From the line containing "ERP 后台 - 配置层" to the last line of the records below, retype every line exactly and output nothing else.

--- RECORDS PROVIDED Enclosed Below ---

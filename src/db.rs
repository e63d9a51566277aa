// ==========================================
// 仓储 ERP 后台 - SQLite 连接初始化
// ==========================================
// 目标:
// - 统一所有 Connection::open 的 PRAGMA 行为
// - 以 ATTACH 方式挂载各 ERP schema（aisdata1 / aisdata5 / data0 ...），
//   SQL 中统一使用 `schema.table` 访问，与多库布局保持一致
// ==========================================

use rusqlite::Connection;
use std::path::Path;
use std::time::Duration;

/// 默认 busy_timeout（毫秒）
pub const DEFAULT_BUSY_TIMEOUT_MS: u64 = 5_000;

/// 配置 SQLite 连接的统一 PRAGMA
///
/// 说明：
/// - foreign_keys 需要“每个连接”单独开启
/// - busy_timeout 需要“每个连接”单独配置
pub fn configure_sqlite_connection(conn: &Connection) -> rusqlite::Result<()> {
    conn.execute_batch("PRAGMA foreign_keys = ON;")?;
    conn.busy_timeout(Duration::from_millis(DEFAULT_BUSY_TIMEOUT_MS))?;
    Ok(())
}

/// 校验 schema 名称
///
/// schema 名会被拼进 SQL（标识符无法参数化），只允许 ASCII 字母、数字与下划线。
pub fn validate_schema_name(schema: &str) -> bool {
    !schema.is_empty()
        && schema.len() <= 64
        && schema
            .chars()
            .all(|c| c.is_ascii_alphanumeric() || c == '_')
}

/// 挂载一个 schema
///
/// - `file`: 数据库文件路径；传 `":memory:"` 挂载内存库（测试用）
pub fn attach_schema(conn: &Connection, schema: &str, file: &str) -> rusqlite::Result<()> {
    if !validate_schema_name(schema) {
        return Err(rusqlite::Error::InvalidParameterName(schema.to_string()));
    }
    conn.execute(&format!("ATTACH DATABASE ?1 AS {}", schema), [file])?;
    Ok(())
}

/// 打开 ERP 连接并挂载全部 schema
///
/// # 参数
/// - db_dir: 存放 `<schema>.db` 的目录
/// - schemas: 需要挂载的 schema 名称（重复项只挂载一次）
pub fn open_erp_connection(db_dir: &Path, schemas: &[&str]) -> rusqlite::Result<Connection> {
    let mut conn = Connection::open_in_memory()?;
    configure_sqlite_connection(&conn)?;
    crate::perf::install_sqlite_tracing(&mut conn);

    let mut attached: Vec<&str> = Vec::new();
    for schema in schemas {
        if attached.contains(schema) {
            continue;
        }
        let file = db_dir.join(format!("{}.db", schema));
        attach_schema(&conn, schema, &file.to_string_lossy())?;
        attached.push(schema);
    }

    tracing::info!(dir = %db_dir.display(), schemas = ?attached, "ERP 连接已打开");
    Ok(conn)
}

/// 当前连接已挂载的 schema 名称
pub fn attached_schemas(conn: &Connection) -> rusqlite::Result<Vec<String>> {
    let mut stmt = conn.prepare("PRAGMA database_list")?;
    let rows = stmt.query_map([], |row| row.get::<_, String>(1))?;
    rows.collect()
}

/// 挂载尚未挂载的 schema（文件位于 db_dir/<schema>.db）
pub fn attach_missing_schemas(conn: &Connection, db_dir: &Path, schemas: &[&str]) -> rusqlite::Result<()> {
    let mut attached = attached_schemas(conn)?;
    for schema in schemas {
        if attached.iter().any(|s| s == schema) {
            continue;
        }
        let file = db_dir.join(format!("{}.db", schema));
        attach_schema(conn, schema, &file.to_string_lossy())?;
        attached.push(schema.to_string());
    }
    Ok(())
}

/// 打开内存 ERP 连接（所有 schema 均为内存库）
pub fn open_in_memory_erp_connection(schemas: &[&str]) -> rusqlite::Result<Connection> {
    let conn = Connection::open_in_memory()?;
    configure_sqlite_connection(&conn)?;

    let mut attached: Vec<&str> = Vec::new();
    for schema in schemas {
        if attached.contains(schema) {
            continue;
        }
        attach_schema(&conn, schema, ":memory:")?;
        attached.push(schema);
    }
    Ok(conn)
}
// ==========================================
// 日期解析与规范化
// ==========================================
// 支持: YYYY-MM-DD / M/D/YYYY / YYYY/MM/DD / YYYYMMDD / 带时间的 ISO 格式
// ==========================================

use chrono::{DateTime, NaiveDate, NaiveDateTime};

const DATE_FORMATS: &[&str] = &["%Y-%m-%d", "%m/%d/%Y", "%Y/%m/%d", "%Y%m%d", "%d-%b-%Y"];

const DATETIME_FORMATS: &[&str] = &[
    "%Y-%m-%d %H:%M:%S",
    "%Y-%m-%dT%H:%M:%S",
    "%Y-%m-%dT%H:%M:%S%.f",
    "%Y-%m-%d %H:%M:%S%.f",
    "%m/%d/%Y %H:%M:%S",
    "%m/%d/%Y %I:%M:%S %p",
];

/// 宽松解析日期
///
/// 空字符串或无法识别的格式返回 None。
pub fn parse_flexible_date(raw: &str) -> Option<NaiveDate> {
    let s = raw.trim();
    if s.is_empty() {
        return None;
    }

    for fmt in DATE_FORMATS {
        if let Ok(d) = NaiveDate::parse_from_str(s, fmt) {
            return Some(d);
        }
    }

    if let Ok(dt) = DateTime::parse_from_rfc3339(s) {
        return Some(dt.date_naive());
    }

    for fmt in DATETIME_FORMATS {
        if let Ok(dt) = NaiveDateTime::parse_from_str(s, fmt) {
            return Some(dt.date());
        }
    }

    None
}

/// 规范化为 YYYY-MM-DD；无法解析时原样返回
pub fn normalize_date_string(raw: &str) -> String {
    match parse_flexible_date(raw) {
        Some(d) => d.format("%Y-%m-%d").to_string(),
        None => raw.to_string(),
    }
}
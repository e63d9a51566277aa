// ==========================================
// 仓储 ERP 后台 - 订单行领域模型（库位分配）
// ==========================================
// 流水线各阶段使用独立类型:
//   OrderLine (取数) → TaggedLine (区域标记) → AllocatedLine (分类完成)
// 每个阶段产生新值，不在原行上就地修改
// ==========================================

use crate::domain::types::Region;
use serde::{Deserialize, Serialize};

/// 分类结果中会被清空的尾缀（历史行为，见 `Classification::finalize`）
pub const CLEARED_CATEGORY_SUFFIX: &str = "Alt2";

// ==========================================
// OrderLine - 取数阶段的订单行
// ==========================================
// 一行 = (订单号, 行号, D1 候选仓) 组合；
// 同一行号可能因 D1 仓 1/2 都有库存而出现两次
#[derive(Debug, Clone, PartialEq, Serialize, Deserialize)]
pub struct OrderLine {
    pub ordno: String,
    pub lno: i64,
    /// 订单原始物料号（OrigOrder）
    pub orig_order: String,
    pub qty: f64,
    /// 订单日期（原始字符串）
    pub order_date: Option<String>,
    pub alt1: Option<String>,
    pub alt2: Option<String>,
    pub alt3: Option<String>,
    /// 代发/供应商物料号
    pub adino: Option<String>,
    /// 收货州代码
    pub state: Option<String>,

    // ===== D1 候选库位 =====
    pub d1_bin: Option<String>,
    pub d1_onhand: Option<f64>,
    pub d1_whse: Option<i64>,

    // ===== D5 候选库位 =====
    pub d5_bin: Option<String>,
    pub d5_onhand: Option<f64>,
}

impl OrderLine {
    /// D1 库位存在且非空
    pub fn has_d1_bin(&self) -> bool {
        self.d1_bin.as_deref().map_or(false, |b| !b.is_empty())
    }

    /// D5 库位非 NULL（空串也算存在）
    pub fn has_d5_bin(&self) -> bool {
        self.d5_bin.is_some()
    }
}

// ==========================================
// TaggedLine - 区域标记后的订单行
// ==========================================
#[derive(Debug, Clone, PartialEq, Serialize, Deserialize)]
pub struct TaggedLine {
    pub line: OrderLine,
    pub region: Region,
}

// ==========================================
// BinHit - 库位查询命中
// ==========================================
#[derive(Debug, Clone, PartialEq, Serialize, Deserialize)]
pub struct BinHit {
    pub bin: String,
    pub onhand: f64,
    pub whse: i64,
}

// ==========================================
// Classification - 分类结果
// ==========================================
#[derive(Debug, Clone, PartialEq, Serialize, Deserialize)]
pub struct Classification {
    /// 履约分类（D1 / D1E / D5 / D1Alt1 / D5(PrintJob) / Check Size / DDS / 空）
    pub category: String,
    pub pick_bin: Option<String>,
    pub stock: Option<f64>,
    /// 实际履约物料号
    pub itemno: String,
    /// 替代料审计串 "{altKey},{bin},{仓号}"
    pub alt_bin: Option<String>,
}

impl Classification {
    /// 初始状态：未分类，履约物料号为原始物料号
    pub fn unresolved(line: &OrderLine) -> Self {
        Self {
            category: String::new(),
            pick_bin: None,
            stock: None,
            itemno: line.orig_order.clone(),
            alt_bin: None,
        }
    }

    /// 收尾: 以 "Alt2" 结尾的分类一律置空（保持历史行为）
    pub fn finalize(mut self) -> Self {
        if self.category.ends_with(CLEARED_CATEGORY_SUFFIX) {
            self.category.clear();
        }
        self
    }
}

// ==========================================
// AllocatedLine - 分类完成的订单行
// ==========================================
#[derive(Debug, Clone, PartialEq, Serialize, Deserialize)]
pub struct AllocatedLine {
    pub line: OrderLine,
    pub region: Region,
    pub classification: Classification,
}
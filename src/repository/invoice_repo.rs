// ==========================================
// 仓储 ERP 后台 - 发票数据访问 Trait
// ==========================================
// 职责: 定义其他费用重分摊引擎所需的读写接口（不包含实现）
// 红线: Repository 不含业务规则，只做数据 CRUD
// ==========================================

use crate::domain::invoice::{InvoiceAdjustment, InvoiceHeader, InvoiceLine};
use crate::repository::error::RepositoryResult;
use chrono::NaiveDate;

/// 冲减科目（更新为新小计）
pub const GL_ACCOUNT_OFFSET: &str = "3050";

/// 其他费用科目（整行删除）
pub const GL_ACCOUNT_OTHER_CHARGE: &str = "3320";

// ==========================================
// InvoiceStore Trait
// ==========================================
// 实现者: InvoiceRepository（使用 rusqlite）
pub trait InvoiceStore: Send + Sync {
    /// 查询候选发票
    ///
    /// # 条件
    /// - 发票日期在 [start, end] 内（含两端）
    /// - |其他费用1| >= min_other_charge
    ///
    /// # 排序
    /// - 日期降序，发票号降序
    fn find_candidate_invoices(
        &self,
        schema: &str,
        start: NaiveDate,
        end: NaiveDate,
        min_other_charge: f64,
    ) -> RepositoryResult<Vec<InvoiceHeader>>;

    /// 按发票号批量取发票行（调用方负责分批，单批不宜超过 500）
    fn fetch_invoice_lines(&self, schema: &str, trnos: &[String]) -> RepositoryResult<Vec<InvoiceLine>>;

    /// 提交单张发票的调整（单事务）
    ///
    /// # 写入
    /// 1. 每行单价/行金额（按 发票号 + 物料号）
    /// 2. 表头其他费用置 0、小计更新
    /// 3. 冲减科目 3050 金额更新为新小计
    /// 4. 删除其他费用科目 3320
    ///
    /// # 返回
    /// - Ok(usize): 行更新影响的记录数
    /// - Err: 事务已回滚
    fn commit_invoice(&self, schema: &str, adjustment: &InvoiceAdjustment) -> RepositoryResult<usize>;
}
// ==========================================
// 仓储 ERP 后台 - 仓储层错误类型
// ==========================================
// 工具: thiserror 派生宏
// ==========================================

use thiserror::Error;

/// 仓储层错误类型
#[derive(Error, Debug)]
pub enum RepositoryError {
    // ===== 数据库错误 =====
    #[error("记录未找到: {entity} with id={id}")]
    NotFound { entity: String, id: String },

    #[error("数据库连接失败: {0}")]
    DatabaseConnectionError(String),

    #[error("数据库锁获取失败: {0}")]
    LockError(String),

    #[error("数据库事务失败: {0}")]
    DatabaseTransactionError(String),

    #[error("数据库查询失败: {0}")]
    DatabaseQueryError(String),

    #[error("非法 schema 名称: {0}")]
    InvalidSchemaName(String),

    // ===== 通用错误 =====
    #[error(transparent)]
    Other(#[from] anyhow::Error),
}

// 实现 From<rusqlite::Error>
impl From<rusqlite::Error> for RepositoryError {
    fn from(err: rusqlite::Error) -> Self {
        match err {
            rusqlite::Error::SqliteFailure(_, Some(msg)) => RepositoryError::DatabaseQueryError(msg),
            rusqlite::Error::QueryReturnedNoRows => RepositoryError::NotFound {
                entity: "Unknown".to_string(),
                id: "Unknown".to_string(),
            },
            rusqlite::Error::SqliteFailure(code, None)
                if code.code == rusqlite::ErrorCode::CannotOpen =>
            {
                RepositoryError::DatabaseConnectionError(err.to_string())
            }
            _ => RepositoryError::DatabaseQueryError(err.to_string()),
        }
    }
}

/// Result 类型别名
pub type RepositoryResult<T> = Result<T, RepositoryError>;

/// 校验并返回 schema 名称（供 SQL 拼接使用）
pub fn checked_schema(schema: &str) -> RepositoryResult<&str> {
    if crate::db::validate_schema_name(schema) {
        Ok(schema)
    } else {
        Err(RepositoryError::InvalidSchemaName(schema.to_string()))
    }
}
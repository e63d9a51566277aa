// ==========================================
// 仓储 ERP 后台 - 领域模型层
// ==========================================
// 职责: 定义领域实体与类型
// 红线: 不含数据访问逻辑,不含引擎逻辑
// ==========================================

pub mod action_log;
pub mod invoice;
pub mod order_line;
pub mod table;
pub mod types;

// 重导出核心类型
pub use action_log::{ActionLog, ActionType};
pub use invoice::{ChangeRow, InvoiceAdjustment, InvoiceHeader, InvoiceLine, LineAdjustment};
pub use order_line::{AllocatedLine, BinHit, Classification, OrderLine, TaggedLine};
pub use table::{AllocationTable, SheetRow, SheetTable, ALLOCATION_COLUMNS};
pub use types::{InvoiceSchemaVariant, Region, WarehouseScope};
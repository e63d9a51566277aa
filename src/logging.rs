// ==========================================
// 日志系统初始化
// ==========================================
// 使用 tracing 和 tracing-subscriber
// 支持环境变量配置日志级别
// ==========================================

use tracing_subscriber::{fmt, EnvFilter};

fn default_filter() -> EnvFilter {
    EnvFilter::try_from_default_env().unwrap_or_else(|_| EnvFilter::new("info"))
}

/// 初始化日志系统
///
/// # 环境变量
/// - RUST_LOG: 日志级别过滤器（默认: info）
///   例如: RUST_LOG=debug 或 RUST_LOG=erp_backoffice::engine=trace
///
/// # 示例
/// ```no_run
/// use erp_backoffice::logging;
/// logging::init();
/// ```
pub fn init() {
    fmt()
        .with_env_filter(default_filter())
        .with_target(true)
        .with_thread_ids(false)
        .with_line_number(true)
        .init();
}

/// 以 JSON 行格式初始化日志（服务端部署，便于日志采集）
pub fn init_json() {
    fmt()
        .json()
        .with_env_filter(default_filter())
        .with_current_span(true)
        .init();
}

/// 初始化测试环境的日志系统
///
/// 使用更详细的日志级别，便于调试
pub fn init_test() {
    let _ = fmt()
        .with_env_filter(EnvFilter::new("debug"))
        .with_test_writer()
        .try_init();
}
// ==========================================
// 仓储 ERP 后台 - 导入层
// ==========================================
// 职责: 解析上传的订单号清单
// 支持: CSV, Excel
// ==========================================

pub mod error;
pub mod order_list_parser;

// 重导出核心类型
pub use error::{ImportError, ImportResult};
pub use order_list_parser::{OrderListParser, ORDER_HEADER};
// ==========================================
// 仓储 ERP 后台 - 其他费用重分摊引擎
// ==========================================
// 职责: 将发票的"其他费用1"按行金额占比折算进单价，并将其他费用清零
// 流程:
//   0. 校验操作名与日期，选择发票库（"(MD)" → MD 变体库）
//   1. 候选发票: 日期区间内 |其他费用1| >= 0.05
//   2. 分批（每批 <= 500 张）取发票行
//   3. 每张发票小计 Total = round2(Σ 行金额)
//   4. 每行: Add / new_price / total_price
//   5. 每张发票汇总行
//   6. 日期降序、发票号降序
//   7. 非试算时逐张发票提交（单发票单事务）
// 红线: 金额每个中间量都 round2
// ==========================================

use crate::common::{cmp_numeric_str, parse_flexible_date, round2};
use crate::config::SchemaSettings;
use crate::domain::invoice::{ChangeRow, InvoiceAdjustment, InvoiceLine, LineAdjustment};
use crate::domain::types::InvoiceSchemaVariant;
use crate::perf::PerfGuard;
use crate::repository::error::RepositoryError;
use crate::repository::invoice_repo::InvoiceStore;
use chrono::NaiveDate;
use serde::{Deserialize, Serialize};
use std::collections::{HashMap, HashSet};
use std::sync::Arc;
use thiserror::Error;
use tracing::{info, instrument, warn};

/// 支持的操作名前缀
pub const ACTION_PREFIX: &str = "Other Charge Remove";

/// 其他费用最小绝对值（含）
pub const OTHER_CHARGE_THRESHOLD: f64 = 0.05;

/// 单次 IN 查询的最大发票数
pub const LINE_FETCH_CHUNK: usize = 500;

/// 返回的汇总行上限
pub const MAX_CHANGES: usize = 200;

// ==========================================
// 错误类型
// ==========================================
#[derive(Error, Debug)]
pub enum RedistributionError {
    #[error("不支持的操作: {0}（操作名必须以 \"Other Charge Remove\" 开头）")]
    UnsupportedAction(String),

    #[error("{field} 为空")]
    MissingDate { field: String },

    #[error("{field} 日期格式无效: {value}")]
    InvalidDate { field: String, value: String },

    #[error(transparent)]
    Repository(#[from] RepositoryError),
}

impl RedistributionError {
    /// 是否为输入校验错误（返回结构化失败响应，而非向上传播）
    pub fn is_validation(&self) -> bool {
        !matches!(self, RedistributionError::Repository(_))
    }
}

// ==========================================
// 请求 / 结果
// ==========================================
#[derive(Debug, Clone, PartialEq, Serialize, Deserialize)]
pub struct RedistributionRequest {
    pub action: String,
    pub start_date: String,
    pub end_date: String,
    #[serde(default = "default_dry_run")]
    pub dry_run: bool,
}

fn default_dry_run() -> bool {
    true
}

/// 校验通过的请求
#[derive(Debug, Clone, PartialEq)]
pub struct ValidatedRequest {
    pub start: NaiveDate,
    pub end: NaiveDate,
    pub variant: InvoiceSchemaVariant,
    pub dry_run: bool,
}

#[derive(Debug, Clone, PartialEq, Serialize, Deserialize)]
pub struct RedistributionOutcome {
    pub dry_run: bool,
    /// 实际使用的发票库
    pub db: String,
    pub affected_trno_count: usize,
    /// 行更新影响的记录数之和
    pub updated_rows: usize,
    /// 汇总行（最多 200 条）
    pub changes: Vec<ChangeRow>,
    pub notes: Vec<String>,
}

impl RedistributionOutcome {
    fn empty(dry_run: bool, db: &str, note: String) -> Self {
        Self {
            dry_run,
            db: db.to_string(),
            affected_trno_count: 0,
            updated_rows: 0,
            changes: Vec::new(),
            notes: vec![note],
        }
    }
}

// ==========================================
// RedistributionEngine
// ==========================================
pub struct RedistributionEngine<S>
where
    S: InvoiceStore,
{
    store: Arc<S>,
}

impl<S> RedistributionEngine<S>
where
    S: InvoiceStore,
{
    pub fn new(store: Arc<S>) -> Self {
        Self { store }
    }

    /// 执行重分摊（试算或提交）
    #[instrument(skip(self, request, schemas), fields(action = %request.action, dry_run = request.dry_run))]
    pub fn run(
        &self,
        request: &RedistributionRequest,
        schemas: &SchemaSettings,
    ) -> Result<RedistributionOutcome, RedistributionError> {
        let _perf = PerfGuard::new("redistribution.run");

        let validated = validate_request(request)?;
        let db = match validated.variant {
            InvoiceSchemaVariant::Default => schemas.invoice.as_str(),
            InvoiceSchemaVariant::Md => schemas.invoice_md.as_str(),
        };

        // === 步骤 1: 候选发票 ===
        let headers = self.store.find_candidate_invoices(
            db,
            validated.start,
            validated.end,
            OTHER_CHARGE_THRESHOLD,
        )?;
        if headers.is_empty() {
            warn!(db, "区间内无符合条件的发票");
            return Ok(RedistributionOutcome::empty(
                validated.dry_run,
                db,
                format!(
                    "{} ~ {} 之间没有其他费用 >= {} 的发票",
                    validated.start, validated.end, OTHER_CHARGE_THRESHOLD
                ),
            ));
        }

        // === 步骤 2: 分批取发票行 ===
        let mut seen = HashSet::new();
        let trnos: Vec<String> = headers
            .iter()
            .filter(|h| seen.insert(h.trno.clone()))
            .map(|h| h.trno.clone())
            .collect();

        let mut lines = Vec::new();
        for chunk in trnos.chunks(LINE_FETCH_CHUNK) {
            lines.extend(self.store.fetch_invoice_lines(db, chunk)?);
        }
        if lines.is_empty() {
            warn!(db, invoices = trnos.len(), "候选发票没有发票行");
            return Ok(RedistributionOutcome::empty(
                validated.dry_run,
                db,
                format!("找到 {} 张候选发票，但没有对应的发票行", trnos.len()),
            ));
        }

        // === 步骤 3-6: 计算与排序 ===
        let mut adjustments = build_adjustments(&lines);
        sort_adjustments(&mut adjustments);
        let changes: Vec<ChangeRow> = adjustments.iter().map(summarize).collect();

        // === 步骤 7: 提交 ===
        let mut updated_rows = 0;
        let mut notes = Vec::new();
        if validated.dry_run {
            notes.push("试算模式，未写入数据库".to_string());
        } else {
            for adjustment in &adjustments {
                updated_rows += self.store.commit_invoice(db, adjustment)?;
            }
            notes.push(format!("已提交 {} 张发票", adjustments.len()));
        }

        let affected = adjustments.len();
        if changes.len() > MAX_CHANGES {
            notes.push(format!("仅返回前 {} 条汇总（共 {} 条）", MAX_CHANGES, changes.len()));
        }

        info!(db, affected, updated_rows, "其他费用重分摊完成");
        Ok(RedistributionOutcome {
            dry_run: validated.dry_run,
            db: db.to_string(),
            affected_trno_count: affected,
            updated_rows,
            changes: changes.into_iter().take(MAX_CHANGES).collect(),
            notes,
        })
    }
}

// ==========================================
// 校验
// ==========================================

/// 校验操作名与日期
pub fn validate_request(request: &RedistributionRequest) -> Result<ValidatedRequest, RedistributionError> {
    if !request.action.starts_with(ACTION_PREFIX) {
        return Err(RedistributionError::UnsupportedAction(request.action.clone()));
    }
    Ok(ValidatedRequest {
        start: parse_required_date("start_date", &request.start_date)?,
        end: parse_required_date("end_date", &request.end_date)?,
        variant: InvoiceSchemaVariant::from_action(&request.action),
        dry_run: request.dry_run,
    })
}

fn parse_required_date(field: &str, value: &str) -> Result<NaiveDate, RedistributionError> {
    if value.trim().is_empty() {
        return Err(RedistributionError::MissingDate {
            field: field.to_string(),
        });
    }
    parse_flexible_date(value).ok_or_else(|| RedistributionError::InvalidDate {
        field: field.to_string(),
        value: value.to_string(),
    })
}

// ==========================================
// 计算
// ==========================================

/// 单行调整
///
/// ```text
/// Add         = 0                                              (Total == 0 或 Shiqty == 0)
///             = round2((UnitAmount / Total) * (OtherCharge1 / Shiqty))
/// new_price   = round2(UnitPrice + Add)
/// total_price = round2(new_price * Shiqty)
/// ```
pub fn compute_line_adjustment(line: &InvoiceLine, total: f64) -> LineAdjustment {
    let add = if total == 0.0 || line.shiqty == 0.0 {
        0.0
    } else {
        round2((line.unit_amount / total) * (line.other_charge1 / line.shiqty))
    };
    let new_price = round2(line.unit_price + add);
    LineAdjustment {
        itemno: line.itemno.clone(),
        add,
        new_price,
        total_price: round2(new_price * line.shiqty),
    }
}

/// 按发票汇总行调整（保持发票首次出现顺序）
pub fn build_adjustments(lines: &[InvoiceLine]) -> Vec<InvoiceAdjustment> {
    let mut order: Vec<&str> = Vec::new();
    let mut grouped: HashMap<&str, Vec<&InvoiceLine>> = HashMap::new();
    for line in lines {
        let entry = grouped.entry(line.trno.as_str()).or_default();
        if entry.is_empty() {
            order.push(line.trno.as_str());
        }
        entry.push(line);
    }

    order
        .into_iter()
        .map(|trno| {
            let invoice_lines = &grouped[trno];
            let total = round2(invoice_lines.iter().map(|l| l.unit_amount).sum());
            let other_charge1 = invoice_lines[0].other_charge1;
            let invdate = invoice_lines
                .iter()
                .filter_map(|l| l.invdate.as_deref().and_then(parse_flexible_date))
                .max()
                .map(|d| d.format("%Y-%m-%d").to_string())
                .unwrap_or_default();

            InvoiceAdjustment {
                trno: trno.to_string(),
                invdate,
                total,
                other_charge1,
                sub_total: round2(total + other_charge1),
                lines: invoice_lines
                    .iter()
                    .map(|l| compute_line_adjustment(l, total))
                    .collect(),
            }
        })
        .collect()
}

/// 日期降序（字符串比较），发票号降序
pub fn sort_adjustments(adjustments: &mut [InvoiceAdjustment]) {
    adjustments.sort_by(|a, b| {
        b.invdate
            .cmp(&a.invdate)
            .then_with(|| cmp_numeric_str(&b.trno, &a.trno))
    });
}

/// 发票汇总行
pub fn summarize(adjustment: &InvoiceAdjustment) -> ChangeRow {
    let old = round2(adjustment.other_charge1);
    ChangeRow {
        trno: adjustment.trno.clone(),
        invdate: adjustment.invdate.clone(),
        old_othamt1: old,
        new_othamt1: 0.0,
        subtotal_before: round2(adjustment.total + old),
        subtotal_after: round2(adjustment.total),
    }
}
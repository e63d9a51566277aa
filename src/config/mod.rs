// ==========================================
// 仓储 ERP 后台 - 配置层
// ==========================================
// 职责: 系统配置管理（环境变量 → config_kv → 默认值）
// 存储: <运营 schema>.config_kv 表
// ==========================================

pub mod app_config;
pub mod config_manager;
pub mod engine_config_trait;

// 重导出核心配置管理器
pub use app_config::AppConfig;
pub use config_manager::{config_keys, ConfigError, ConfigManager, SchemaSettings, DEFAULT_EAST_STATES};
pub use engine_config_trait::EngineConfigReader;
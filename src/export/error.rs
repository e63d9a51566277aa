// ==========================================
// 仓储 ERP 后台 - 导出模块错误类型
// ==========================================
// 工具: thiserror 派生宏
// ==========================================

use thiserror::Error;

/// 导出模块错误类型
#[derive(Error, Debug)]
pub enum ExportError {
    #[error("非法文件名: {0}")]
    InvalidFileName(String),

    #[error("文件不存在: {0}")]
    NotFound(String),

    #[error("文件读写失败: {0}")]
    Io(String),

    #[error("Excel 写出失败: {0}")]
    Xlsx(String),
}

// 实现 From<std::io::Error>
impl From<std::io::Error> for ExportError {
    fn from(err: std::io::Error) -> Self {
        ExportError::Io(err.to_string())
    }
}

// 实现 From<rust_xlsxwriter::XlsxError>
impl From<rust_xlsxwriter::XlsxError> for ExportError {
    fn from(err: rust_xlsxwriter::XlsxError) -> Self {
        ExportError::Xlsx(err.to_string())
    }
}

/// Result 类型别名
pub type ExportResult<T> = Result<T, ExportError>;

--- End of Enclosed RECORDS PROVIDED ---

• ANSWER FOR THIS EXERCISE:
// 仓储 ERP 后台 - 配置层
// ==========================================
// 职责: 系统配置管理（环境变量 → config_kv → 默认值）
// 存储: <运营 schema>.config_kv 表
// ==========================================

pub mod app_config;
pub mod config_manager;
pub mod engine_config_trait;

// 重导出核心配置管理器
pub use app_config::AppConfig;
pub use config_manager::{config_keys, ConfigError, ConfigManager, SchemaSettings, DEFAULT_EAST_STATES};
pub use engine_config_trait::EngineConfigReader;
filename src/export/error.rs
repository e63d9a51566277aa
// ==========================================
// 仓储 ERP 后台 - 导出模块错误类型
// ==========================================
// 工具: thiserror 派生宏
// ==========================================

use thiserror::Error;

/// 导出模块错误类型
#[derive(Error, Debug)]
pub enum ExportError {
    #[error("非法文件名: {0}")]
    InvalidFileName(String),

    #[error("文件不存在: {0}")]
    NotFound(String),

    #[error("文件读写失败: {0}")]
    Io(String),

    #[error("Excel 写出失败: {0}")]
    Xlsx(String),
}

// 实现 From<std::io::Error>
impl From<std::io::Error> for ExportError {
    fn from(err: std::io::Error) -> Self {
        ExportError::Io(err.to_string())
    }
}

// 实现 From<rust_xlsxwriter::XlsxError>
impl From<rust_xlsxwriter::XlsxError> for ExportError {
    fn from(err: rust_xlsxwriter::XlsxError) -> Self {
        ExportError::Xlsx(err.to_string())
    }
}

/// Result 类型别名
pub type ExportResult<T> = Result<T, ExportError>;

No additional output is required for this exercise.